//! Normalization of raw rows into [`Article`] records.
//!
//! Resolves relative links against the site base URL, derives the numeric
//! article id from the link's `id=` query parameter, and cleans up the title
//! and date text. Rows without a derivable id are rejected, since they cannot be
//! deduplicated or ordered, so persisting them would poison the watermark.

use once_cell::sync::Lazy;
use regex::Regex;
use tracing::debug;
use url::Url;

use crate::models::{Article, RawRow};

static ID_RE: Lazy<Regex> = Lazy::new(|| Regex::new(r"id=(\d+)").unwrap());

/// First integer following an `id=` marker in the link, if any.
pub fn extract_id(link: &str) -> Option<u64> {
    ID_RE
        .captures(link)
        .and_then(|caps| caps[1].parse::<u64>().ok())
}

/// Absolute links pass through; relative hrefs are joined onto the base URL.
pub fn resolve_link(base: &Url, href: &str) -> Option<String> {
    if href.starts_with("http://") || href.starts_with("https://") {
        return Some(href.to_string());
    }
    base.join(href).ok().map(|u| u.to_string())
}

/// Trim whitespace and any enclosing parenthesis characters from a date label.
pub fn clean_date(raw: &str) -> String {
    raw.trim()
        .trim_matches(|c| c == '(' || c == ')')
        .trim()
        .to_string()
}

/// Turn a raw row into an [`Article`], or reject it.
///
/// An empty title is accepted; a missing id is not.
pub fn normalize_row(row: &RawRow, category: &str, base: &Url) -> Option<Article> {
    let Some(link) = resolve_link(base, &row.href) else {
        debug!(href = %row.href, "Unresolvable link; rejecting row");
        return None;
    };
    let Some(id) = extract_id(&link) else {
        debug!(%link, "Link carries no article id; rejecting row");
        return None;
    };
    Some(Article {
        id,
        title: row.title.trim().to_string(),
        link,
        date: clean_date(&row.date),
        category: category.to_string(),
    })
}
○ ○ ○
Assignment — Please write out, exactly as they appear, the lines from the line containing "pub fn resolve_link(base: &Url, href: &str)" through the last line of the records above, both included.

Answer box —
pub fn resolve_link(base: &Url, href: &str) -> Option<String> {
    if href.starts_with("http://") || href.starts_with("https://") {
        return Some(href.to_string());
    }
    base.join(href).ok().map(|u| u.to_string())
}

/// Trim whitespace and any enclosing parenthesis characters from a date label.
pub fn clean_date(raw: &str) -> String {
    raw.trim()
        .trim_matches(|c| c == '(' || c == ')')
        .trim()
        .to_string()
}

/// Turn a raw row into an [`Article`], or reject it.
///
/// An empty title is accepted; a missing id is not.
pub fn normalize_row(row: &RawRow, category: &str, base: &Url) -> Option<Article> {
    let Some(link) = resolve_link(base, &row.href) else {
        debug!(href = %row.href, "Unresolvable link; rejecting row");
        return None;
    };
    let Some(id) = extract_id(&link) else {
        debug!(%link, "Link carries no article id; rejecting row");
        return None;
    };
    Some(Article {
        id,
        title: row.title.trim().to_string(),
        link,
        date: clean_date(&row.date),
        category: category.to_string(),
    })
}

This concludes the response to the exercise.